#### Exercise aim:
Filter the listing below down to the lines with the word "Tokens" and copy those.

Records for this exercise: Begin

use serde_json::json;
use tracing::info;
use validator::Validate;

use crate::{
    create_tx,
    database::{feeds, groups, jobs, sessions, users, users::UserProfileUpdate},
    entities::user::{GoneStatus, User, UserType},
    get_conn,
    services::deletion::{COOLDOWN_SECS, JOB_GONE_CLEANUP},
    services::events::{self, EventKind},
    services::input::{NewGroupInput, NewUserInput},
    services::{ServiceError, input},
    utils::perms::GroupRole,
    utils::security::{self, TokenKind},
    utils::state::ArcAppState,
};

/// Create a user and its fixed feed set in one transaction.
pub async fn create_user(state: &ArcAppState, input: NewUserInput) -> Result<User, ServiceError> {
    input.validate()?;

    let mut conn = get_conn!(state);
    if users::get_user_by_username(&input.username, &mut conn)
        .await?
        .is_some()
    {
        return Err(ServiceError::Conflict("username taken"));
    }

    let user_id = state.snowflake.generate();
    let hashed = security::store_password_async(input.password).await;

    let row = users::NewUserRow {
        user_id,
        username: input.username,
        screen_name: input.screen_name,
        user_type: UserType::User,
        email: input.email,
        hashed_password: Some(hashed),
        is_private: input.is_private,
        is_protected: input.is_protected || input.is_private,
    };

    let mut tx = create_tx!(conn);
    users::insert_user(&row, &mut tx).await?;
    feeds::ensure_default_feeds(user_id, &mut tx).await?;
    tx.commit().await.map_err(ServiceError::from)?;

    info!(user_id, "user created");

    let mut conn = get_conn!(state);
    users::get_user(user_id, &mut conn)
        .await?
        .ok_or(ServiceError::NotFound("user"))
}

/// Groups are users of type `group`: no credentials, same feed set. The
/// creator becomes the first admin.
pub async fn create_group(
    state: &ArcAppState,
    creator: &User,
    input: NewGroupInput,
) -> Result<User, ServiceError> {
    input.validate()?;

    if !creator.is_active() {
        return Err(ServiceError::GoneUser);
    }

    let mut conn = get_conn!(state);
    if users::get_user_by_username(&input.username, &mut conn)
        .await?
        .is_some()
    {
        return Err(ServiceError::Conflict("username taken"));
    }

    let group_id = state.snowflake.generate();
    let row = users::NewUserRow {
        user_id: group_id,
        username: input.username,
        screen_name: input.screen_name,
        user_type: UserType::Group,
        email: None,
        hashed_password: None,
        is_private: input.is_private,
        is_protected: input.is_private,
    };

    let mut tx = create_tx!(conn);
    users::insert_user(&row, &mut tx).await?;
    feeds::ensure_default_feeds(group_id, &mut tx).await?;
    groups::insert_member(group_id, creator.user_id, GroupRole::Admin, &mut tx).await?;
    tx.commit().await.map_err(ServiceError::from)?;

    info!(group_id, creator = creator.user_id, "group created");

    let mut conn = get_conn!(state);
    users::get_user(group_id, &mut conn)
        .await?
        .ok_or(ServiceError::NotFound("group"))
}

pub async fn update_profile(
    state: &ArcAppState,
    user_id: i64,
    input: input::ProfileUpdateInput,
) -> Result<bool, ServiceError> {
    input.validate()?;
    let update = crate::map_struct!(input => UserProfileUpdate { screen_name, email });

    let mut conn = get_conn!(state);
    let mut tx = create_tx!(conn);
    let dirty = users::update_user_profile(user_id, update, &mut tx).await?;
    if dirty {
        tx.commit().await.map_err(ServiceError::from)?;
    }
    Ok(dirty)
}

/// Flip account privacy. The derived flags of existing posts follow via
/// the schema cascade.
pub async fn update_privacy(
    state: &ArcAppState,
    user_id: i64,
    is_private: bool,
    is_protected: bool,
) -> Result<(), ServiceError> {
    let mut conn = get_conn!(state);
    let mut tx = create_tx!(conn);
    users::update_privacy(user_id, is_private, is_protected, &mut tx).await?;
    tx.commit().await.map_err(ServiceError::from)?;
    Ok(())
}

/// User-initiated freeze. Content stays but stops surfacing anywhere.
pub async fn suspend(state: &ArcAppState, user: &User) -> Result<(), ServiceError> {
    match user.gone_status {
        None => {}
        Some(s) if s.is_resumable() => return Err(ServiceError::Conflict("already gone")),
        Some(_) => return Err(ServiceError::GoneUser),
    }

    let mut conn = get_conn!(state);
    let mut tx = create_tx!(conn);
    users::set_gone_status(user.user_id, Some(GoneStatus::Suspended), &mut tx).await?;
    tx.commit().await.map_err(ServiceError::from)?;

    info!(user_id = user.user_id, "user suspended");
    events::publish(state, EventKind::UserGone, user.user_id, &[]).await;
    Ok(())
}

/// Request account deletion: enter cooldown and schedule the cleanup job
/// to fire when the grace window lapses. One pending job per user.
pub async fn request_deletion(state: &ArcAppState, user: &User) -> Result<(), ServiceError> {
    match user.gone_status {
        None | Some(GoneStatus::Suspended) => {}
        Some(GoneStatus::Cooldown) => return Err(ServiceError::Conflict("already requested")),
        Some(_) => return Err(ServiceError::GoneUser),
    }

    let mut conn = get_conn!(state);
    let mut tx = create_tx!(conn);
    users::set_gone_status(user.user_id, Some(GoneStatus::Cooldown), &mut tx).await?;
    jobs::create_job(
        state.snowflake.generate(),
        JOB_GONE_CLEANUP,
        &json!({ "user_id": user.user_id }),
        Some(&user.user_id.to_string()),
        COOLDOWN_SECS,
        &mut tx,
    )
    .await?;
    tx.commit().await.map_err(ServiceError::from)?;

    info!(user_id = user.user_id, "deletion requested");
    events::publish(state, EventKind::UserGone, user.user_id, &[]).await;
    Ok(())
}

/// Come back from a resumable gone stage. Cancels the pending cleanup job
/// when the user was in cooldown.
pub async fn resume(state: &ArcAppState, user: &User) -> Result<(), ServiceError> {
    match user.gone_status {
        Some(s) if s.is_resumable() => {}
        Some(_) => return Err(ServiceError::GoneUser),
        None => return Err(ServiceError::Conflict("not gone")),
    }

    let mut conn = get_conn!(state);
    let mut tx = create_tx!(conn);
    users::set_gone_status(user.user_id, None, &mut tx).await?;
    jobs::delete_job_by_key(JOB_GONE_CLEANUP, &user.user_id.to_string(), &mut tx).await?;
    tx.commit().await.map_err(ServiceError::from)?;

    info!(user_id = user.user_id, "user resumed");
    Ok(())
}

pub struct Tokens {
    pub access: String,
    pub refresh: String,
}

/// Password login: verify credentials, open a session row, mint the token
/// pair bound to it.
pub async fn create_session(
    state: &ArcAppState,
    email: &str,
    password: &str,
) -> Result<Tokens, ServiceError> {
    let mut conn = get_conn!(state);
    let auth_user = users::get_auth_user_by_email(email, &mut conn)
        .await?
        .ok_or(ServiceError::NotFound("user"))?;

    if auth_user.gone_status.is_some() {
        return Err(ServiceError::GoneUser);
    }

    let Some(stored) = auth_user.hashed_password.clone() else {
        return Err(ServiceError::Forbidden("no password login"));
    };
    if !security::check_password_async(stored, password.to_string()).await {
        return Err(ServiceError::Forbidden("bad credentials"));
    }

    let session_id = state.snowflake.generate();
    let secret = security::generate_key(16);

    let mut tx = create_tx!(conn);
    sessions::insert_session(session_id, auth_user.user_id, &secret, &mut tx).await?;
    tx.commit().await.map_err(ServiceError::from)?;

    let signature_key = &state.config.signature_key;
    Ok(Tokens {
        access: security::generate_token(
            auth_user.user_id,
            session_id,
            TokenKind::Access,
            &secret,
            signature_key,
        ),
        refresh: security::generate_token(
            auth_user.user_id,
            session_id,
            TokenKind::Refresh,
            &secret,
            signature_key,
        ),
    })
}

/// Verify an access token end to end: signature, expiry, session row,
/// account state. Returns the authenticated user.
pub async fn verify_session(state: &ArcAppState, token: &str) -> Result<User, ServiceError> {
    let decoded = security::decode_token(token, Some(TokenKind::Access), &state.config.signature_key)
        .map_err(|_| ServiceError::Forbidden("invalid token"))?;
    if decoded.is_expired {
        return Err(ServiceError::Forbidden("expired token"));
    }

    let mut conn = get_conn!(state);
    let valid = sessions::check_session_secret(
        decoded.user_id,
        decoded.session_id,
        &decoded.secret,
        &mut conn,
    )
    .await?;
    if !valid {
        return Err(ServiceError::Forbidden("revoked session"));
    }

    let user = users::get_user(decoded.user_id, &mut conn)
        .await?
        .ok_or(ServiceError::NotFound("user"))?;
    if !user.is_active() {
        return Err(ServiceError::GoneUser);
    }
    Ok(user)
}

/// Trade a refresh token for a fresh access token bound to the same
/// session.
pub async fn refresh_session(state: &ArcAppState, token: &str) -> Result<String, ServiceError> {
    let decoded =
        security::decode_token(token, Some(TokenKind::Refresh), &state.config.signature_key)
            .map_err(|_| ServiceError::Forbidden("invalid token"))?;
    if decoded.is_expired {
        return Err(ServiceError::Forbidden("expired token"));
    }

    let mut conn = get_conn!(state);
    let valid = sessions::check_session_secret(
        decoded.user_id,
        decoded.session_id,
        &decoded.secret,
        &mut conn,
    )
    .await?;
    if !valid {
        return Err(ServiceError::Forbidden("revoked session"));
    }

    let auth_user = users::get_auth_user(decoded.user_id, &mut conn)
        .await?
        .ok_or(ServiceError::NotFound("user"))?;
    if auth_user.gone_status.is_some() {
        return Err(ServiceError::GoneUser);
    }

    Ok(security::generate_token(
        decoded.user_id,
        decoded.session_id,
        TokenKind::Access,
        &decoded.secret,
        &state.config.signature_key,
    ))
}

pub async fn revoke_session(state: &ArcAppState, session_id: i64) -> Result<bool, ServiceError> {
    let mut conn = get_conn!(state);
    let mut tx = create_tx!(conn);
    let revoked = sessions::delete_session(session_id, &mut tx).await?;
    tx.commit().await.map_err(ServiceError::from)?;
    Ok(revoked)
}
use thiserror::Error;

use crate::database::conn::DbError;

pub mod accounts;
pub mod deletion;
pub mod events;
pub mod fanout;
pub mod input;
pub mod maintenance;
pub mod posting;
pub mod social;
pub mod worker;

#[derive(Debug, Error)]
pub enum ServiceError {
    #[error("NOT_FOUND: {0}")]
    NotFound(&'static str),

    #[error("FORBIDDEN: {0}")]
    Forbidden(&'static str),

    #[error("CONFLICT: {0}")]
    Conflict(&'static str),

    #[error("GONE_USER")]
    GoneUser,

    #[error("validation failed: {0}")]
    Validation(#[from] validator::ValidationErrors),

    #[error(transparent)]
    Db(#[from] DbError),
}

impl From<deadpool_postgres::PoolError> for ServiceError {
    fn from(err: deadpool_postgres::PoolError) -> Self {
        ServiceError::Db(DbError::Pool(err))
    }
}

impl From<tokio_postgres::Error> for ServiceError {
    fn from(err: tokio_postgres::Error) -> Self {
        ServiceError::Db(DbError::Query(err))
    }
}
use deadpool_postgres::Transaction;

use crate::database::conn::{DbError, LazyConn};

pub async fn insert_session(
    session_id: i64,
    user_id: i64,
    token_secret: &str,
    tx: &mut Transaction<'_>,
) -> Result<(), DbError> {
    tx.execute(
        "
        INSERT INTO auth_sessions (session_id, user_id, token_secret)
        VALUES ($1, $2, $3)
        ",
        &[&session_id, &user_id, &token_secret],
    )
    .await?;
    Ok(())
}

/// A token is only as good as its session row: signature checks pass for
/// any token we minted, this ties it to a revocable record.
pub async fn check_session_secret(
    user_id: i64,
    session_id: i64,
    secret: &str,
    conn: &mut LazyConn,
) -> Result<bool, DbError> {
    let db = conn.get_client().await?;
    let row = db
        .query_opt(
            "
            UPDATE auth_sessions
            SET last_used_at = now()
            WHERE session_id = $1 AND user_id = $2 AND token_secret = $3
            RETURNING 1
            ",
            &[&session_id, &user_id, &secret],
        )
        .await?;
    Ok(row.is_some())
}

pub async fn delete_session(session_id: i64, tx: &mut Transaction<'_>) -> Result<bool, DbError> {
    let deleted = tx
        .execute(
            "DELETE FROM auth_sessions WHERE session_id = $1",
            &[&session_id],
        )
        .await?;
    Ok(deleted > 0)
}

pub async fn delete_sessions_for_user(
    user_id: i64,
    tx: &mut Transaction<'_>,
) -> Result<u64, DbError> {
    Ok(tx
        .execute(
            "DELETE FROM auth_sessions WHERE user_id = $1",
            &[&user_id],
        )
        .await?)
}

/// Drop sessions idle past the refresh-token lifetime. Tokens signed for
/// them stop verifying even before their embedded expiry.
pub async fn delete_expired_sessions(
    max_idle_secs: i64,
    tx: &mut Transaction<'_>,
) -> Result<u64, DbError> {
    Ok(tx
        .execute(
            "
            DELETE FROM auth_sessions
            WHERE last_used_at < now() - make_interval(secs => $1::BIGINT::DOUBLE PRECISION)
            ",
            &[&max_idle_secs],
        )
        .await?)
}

Records for this exercise: End

#### Task answer:
pub struct Tokens {
) -> Result<Tokens, ServiceError> {
    Ok(Tokens {
/// Drop sessions idle past the refresh-token lifetime. Tokens signed for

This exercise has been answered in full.